A GeoSeries is essentially a vector where each entry in the vector is a set of shapes corresponding to one observation. An entry may consist of only one shape (like a single polygon) or multiple shapes that are meant to be thought of as one observation (like the many polygons that make up the State of Hawaii or a country like Indonesia).

GeoPandas has three basic classes of geometric objects (which are actually Shapely objects):

  • Points / Multi-Points

  • Lines / Multi-Lines

  • Polygons / Multi-Polygons

Note that all entries in a GeoSeries do not need to be of the same geometric type, although certain export operations will fail if this is not the case.

Overview of attributes and methods#

The GeoSeries class implements nearly all of the attributes and methods of Shapely objects. When applied to a GeoSeries, they will apply elementwise to all geometries in the series. Binary operations can be applied between two GeoSeries, in which case the operation is carried out elementwise. The two series will be aligned by matching indices. Binary operations can also be applied to a single geometry, in which case the operation is carried out for each element of the series with that geometry. In either case, a Series or a GeoSeries will be returned, as appropriate.

A short summary of a few attributes and methods for GeoSeries is presented here, and a full list can be found in the GeoSeries API reference. There is also a family of methods for creating new shapes by expanding existing shapes or applying set-theoretic operations like “union” described in Geometric manipulations.

Attributes#

  • area: shape area (units of projection – see projections)

  • bounds: tuple of max and min coordinates on each axis for each shape

  • total_bounds: tuple of max and min coordinates on each axis for entire GeoSeries

  • geom_type: type of geometry.

  • is_valid: tests if coordinates make a shape that is reasonable geometric shape according to the Simple Feature Access standard.

Basic methods#

Relationship tests#

GeoDataFrame#

A GeoDataFrame is a tabular data structure that contains a GeoSeries.

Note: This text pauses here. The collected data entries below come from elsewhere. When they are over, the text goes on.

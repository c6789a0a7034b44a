//! Shared tokenizer for document indexing and query parsing.

use std::collections::BTreeSet;

use crate::types::{IndexError, IndexResult};

/// Token delimiter. Other whitespace characters are control characters and
/// make a token invalid.
const DELIMITER: char = ' ';

/// Split text into non-empty words, left to right.
pub fn split_into_words(text: &str) -> impl Iterator<Item = &str> + Clone {
    text.split(DELIMITER).filter(|word| !word.is_empty())
}

/// A word is valid when it contains no character below U+0020.
pub fn is_valid_word(word: &str) -> bool {
    !word.chars().any(|c| c < ' ')
}

/// Deterministic tokenizer with a stop-word set fixed at construction.
#[derive(Debug, Clone, Default)]
pub struct Tokenizer {
    stop_words: BTreeSet<String>,
}

impl Tokenizer {
    /// Create a tokenizer from a collection of stop words.
    /// Empty strings are skipped; a stop word with a control character is rejected.
    pub fn new<I, S>(stop_words: I) -> IndexResult<Self>
    where
        I: IntoIterator<Item = S>,
        S: AsRef<str>,
    {
        let mut set = BTreeSet::new();
        for word in stop_words {
            let word = word.as_ref();
            if word.is_empty() {
                continue;
            }
            if !is_valid_word(word) {
                return Err(IndexError::InvalidWord(word.to_string()));
            }
            set.insert(word.to_string());
        }
        Ok(Self { stop_words: set })
    }

    /// Create a tokenizer from space-separated stop words, e.g. `"and with"`.
    pub fn from_text(stop_words_text: &str) -> IndexResult<Self> {
        Self::new(split_into_words(stop_words_text))
    }

    pub fn is_stop_word(&self, word: &str) -> bool {
        self.stop_words.contains(word)
    }

    /// Stop words in ascending order.
    pub fn stop_words(&self) -> impl Iterator<Item = &str> {
        self.stop_words.iter().map(String::as_str)
    }

    /// Tokenize document text, excluding stop words.
    /// Fails on the first token containing a control character.
    pub fn tokenize<'t>(&self, text: &'t str) -> IndexResult<Vec<&'t str>> {
        let mut words = Vec::new();
        for word in split_into_words(text) {
            if !is_valid_word(word) {
                return Err(IndexError::InvalidWord(word.to_string()));
            }
            if !self.is_stop_word(word) {
                words.push(word);
            }
        }
        Ok(words)
    }
}

#[cfg(test)]
mod tests {
    use super::*;

    #[test]
    fn test_split_skips_repeated_spaces() {
        let words: Vec<&str> = split_into_words("  funny  pet ").collect();
        assert_eq!(words, vec!["funny", "pet"]);
    }

    #[test]
    fn test_split_is_restartable() {
        let words = split_into_words("a b c");
        assert_eq!(words.clone().count(), 3);
        assert_eq!(words.collect::<Vec<_>>(), vec!["a", "b", "c"]);
    }

    #[test]
    fn test_control_characters_invalid() {
        assert!(is_valid_word("cat"));
        assert!(is_valid_word("caf\u{e9}"));
        assert!(!is_valid_word("ca\u{12}t"));
        assert!(!is_valid_word("tab\there"));
    }

    #[test]
    fn test_stop_words_removed() {
        let tokenizer = Tokenizer::from_text("and with").unwrap();
        let tokens = tokenizer.tokenize("funny pet and nasty rat").unwrap();
        assert_eq!(tokens, vec!["funny", "pet", "nasty", "rat"]);
    }

    #[test]
    fn test_invalid_stop_word_rejected() {
        assert!(Tokenizer::new(["ok", "b\u{1}ad"]).is_err());
        let tokenizer = Tokenizer::new(["", "in"]).unwrap();
        assert_eq!(tokenizer.stop_words().collect::<Vec<_>>(), vec!["in"]);
    }
}
//! Document storage: text, metadata and the term index.

use std::collections::{btree_map, BTreeMap};

use log::debug;

use crate::engine::tokenizer::Tokenizer;
use crate::types::{DocumentId, DocumentStatus, ExecutionPolicy, IndexError, IndexResult};

use super::term_index::{TermIndex, WordFrequencies};

/// Per-document data owned by the store.
#[derive(Debug, Clone, PartialEq)]
pub struct StoredDocument {
    pub text: String,
    pub rating: i32,
    pub status: DocumentStatus,
}

/// Ascending iterator over stored document ids.
pub type DocumentIds<'a> = std::iter::Copied<btree_map::Keys<'a, DocumentId, StoredDocument>>;

/// Owns every document and both directions of the term index.
/// Ids iterate in ascending order.
#[derive(Debug, Clone, Default, PartialEq)]
pub struct DocumentStore {
    documents: BTreeMap<DocumentId, StoredDocument>,
    index: TermIndex,
}

/// Arithmetic mean truncated toward zero; 0 for no ratings.
pub fn compute_average_rating(ratings: &[i32]) -> i32 {
    if ratings.is_empty() {
        return 0;
    }
    let sum: i64 = ratings.iter().map(|&r| i64::from(r)).sum();
    (sum / ratings.len() as i64) as i32
}

impl DocumentStore {
    pub fn new() -> Self {
        Self::default()
    }

    /// Add a document. Validates the id and every token before touching any
    /// state, so a failed add records nothing.
    pub fn add(
        &mut self,
        tokenizer: &Tokenizer,
        id: DocumentId,
        text: &str,
        status: DocumentStatus,
        ratings: &[i32],
    ) -> IndexResult<()> {
        if id < 0 || self.documents.contains_key(&id) {
            return Err(IndexError::InvalidDocumentId(id));
        }
        let words = tokenizer.tokenize(text)?;

        self.index.insert(id, &words);
        let rating = compute_average_rating(ratings);
        self.documents.insert(
            id,
            StoredDocument {
                text: text.to_string(),
                rating,
                status,
            },
        );
        debug!(
            "added document {id}: {} terms, rating {rating}, status {status}",
            words.len()
        );
        Ok(())
    }

    /// Remove a document from the index and metadata. Unknown ids are ignored.
    pub fn remove(&mut self, id: DocumentId, policy: ExecutionPolicy) {
        if self.documents.remove(&id).is_none() {
            return;
        }
        self.index.remove(id, policy);
        debug!("removed document {id}");
    }

    pub fn get(&self, id: DocumentId) -> Option<&StoredDocument> {
        self.documents.get(&id)
    }

    pub fn contains(&self, id: DocumentId) -> bool {
        self.documents.contains_key(&id)
    }

    pub fn len(&self) -> usize {
        self.documents.len()
    }

    pub fn is_empty(&self) -> bool {
        self.documents.is_empty()
    }

    /// Document ids in ascending order.
    pub fn ids(&self) -> DocumentIds<'_> {
        self.documents.keys().copied()
    }

    pub fn word_frequencies(&self, id: DocumentId) -> &WordFrequencies {
        self.index.word_frequencies(id)
    }

    pub fn term_index(&self) -> &TermIndex {
        &self.index
    }
}

#[cfg(test)]
mod tests {
    use super::*;

    #[test]
    fn test_average_rating() {
        assert_eq!(compute_average_rating(&[]), 0);
        assert_eq!(compute_average_rating(&[7, 2, 7]), 5);
        assert_eq!(compute_average_rating(&[-7, -2, -7]), -5);
        assert_eq!(compute_average_rating(&[-1, 2]), 0);
        assert_eq!(compute_average_rating(&[i32::MAX, i32::MAX]), i32::MAX);
    }

    #[test]
    fn test_failed_add_records_nothing() {
        let tokenizer = Tokenizer::default();
        let mut store = DocumentStore::new();
        let before = store.clone();
        assert!(store
            .add(&tokenizer, 1, "fine bro\u{3}ken", DocumentStatus::Actual, &[1])
            .is_err());
        assert_eq!(store, before);
    }
}
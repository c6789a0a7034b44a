//! Sharded map for accumulating values from many threads at once.
//!
//! Keys are spread over a fixed number of shards, each an ordinary
//! [`BTreeMap`] behind its own [`parking_lot::Mutex`]. Updates to the same key
//! always hit the same shard, so they serialize on one lock and never lose
//! writes; updates landing in different shards do not contend.
//!
//! ```
//! use docrank::ConcurrentMap;
//!
//! let map: ConcurrentMap<i32, f64> = ConcurrentMap::new(4);
//! *map.access(7) += 0.5;
//! map.update(7, |v| *v += 0.25);
//! assert_eq!(map.into_ordinary_map().get(&7), Some(&0.75));
//! ```

use std::collections::BTreeMap;
use std::num::NonZeroUsize;

use parking_lot::{MappedMutexGuard, Mutex, MutexGuard};

/// Shard count matching the machine's available parallelism.
pub fn default_shard_count() -> usize {
    std::thread::available_parallelism()
        .map(NonZeroUsize::get)
        .unwrap_or(1)
}

/// Keys that can pick a shard deterministically.
pub trait ShardKey: Ord + Copy {
    /// Index in `0..shard_count`. `shard_count` is never zero.
    fn shard_index(&self, shard_count: usize) -> usize;
}

macro_rules! impl_shard_key {
    ($($t:ty),*) => {
        $(
            impl ShardKey for $t {
                fn shard_index(&self, shard_count: usize) -> usize {
                    (*self as i128).rem_euclid(shard_count as i128) as usize
                }
            }
        )*
    };
}

impl_shard_key!(i8, i16, i32, i64, isize, u8, u16, u32, u64, usize);

/// A key → value map split into independently locked shards.
#[derive(Debug)]
pub struct ConcurrentMap<K, V> {
    shards: Vec<Mutex<BTreeMap<K, V>>>,
}

impl<K: ShardKey, V> ConcurrentMap<K, V> {
    /// Create a map with `shard_count` shards (at least one).
    pub fn new(shard_count: usize) -> Self {
        let shard_count = shard_count.max(1);
        Self {
            shards: (0..shard_count).map(|_| Mutex::new(BTreeMap::new())).collect(),
        }
    }

    /// Create a map with one shard per available hardware thread.
    pub fn with_default_shards() -> Self {
        Self::new(default_shard_count())
    }

    pub fn shard_count(&self) -> usize {
        self.shards.len()
    }

    fn shard(&self, key: &K) -> &Mutex<BTreeMap<K, V>> {
        &self.shards[key.shard_index(self.shards.len())]
    }

    /// Lock the key's shard and return its value, inserting the default first
    /// if absent. The shard stays locked until the guard is dropped.
    pub fn access(&self, key: K) -> MappedMutexGuard<'_, V>
    where
        V: Default,
    {
        let guard = self.shard(&key).lock();
        MutexGuard::map(guard, |shard| shard.entry(key).or_default())
    }

    /// Run `f` on the key's value (default-inserted) under the shard lock.
    pub fn update<R>(&self, key: K, f: impl FnOnce(&mut V) -> R) -> R
    where
        V: Default,
    {
        let mut shard = self.shard(&key).lock();
        f(shard.entry(key).or_default())
    }

    /// Remove a key under its shard lock.
    pub fn remove(&self, key: &K) -> Option<V> {
        self.shard(key).lock().remove(key)
    }

    /// Total entries across all shards. Locks each shard in turn, so the
    /// count is only exact once writers have finished.
    pub fn len(&self) -> usize {
        self.shards.iter().map(|shard| shard.lock().len()).sum()
    }

    pub fn is_empty(&self) -> bool {
        self.shards.iter().all(|shard| shard.lock().is_empty())
    }

    /// Merge every shard into one ordinary map. Call after all producers
    /// have joined to get a consistent view.
    pub fn snapshot(&self) -> BTreeMap<K, V>
    where
        V: Clone,
    {
        let mut merged = BTreeMap::new();
        for shard in &self.shards {
            merged.extend(shard.lock().iter().map(|(k, v)| (*k, v.clone())));
        }
        merged
    }

    /// Consume the map and merge its shards without cloning.
    pub fn into_ordinary_map(self) -> BTreeMap<K, V> {
        let mut merged = BTreeMap::new();
        for shard in self.shards {
            merged.append(&mut shard.into_inner());
        }
        merged
    }
}

impl<K: ShardKey, V> Default for ConcurrentMap<K, V> {
    fn default() -> Self {
        Self::with_default_shards()
    }
}
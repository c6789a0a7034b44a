//! docrank: an in-memory TF-IDF document index.
//!
//! Documents are tokenized on spaces, stop words are dropped, and each
//! remaining term is stored with its normalized term frequency in two mirrored
//! indexes (term → documents, document → terms). Queries are ranked by
//! TF-IDF, filtered by a caller predicate, and cut to the top results.
//! Every ranking operation takes an [`ExecutionPolicy`]; the parallel policy
//! fans work out over rayon and aggregates through a sharded
//! [`ConcurrentMap`], producing the same results as the sequential one.
//!
//! ```
//! use docrank::{DocumentStatus, ExecutionPolicy, SearchServer};
//!
//! let mut server = SearchServer::from_stop_words_text("and with").unwrap();
//! server.add_document(1, "funny pet and nasty rat", DocumentStatus::Actual, &[7, 2, 7]).unwrap();
//! server.add_document(2, "funny pet with curly hair", DocumentStatus::Actual, &[1, 2, 3]).unwrap();
//!
//! let top = server.find_top_documents(ExecutionPolicy::Parallel, "curly pet").unwrap();
//! assert_eq!(top[0].id, 2);
//! ```

pub mod corpus;
pub mod engine;
pub mod index;
pub mod types;

pub use corpus::{index_corpus, load_corpus, parse_corpus, DocumentRecord};
pub use engine::{
    paginate, parse_query, process_queries, process_queries_joined, remove_duplicates,
    sort_by_relevance, Page, Paginator, ParsedQuery, RequestQueue, SearchServer, Tokenizer,
};
pub use index::{ConcurrentMap, DocumentStore, ShardKey, TermIndex, WordFrequencies};
pub use types::{
    Document, DocumentId, DocumentStatus, ErrorKind, ExecutionPolicy, IndexError, IndexResult,
    SearchConfig,
};
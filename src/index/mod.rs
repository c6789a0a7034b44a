//! Index structures: document storage, the mirrored term index, and the
//! sharded map used for parallel aggregation.

pub mod concurrent_map;
pub mod document_store;
pub mod term_index;

pub use concurrent_map::{ConcurrentMap, ShardKey};
pub use document_store::{compute_average_rating, DocumentIds, DocumentStore, StoredDocument};
pub use term_index::{TermIndex, WordFrequencies};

The most important property of a GeoDataFrame is that it always has one GeoSeries column that holds a special status - the “active geometry column”. When a spatial method is applied to a GeoDataFrame (or a spatial attribute like area is called), these operations will always act on the active geometry column.

The active geometry column – no matter the name of the corresponding GeoSeries – can be accessed through the geometry attribute (gdf.geometry), and the name of the geometry column can be found by typing gdf.geometry.name or gdf.active_geometry_name.

A GeoDataFrame may also contain other columns with geometrical (shapely) objects, but only one column can be the active geometry at a time. To change which column is the active geometry column, use the GeoDataFrame.set_geometry() method.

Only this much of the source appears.